I’m a London-based developer, so the below is especially useful for those from a similar background, although it’s pretty general and hopefully useful for anyone interested in the field of UX Design.


User Experience (UX) Design is about designing digital products and services that enhance or extend the way people interact with technology in their everyday and working lives. It’s about making interactive products work harder to make our lives easier. About designing to help people complete their tasks and achieve their goals. And about making software easy to learn, and efficient and enjoyable to use.

It’s not just what it looks like and feels like. Design is how it works.” – Steve Jobs

Whether it’s a household product, a piece of software, or a fashion item, all products evoke some sort of user experience, and so the name UX Design is frowned upon by many in the industry (including myself) for theft of a common term. Another term for UX Design is Interaction Design.

A large part of UX Design is about understanding the needs and characteristics of the target user group. This target group could range from inexperienced computer users, through to web savvy consumers, office workers or highly skilled and specialised users such as forex traders. Even developers! So the UX Design process features user involvement throughout the design process, which itself is research-based and iterative with evaluation findings feeding back into the design process.

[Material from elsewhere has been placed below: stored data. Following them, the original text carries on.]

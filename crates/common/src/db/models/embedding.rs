//! Embedding entity (one vector per abstract or section)

use crate::embeddings::{parse_vector, Embedding, EmbeddingKind};
use crate::errors::{AppError, Result as AppResult};
use sea_orm::entity::prelude::*;
use serde::{Deserialize, Serialize};

#[derive(Clone, Debug, PartialEq, DeriveEntityModel, Serialize, Deserialize)]
#[sea_orm(table_name = "embeddings")]
pub struct Model {
    #[sea_orm(primary_key)]
    pub id: i64,

    pub paper_id: i64,

    /// Set for section vectors only
    pub section_id: Option<i64>,

    /// `abstract` or `section`
    #[sea_orm(column_name = "type", column_type = "Text")]
    pub kind: String,

    #[sea_orm(column_type = "Text")]
    pub model_name: String,

    /// pgvector embedding stored as text for SeaORM compatibility
    /// Actual vector operations done via raw SQL
    #[sea_orm(column_type = "Text")]
    pub embedding: String,

    pub created_at: DateTimeWithTimeZone,
}

#[derive(Copy, Clone, Debug, EnumIter, DeriveRelation)]
pub enum Relation {
    #[sea_orm(
        belongs_to = "super::paper::Entity",
        from = "Column::PaperId",
        to = "super::paper::Column::Id",
        on_delete = "Cascade"
    )]
    Paper,
}

impl Related<super::paper::Entity> for Entity {
    fn to() -> RelationDef {
        Relation::Paper.def()
    }
}

impl ActiveModelBehavior for ActiveModel {}

impl Model {
    /// Convert the stored row into the engine's record
    pub fn into_embedding(self) -> AppResult<Embedding> {
        let kind: EmbeddingKind = self.kind.parse()?;
        let vector = parse_vector(&self.embedding).map_err(|e| AppError::MalformedEmbedding {
            paper_id: self.paper_id,
            message: e.to_string(),
        })?;
        Ok(Embedding {
            paper_id: self.paper_id,
            section_id: self.section_id,
            vector,
            kind,
            model_name: self.model_name,
        })
    }
}

#[cfg(test)]
mod tests {
    use super::*;
    use sea_orm::EntityName;

    fn row(kind: &str, section_id: Option<i64>, embedding: &str) -> Model {
        Model {
            id: 1,
            paper_id: 42,
            section_id,
            kind: kind.to_string(),
            model_name: "all-MiniLM-L6-v2".to_string(),
            embedding: embedding.to_string(),
            created_at: chrono::Utc::now().into(),
        }
    }

    #[test]
    fn test_row_converts_to_embedding() {
        let embedding = row("section", Some(3), "[0.5,-1,2]").into_embedding().unwrap();

        assert_eq!(embedding.paper_id, 42);
        assert_eq!(embedding.section_id, Some(3));
        assert_eq!(embedding.kind, EmbeddingKind::Section);
        assert_eq!(embedding.vector, vec![0.5, -1.0, 2.0]);
        assert_eq!(Entity.table_name(), "embeddings");
    }

    #[test]
    fn test_bad_vector_text_is_malformed() {
        let err = row("abstract", None, "[1.0,nope]").into_embedding().unwrap_err();
        assert!(matches!(err, AppError::MalformedEmbedding { paper_id: 42, .. }));

        assert!(row("chapter", None, "[1.0]").into_embedding().is_err());
    }
}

Why is any of this important? Well, badly designed software interfaces can have serious consequences on a company’s commercial success, on staff productivity and on general welfare / happiness. Well designed interfaces can have the opposite effect, giving a competitive advantage in the market. To the client, it’s often the case that the interface “is” the product and the overall quality of the deliverable will be largely judged based on the interface.




Interface Design


  • Web Form Design – Luke Wroblewski
  • Designing Web Interfaces – Bill Scott & Theresa Neil
    • This book covers modern methods for structuring slick web 2.0 style interfaces, covering a range of user interface widgets, controls and design patterns.
  • A Practical Guide to Designing for the Web – Mark Boulton
    • UX Design is not just about how it looks, it’s about how it works. Visual Design makes up the “how it looks” portion of that statement and this book is mostly about Visual Design. However, learning UX Design does not require that you become an inspiring artist, and you don’t have to learn any Visual Design at all if you don’t want to. But learning the basics of Photoshop, layout, typography and colour theory will be useful.

Blogs / Twitter:

  • Photoshop

Interaction Design Theory

Everything up until now will have given you a good grounding in practical interface design. But UX Design is based on more than common sense design principles and from this point onwards things get more interesting as we explore underlying theories.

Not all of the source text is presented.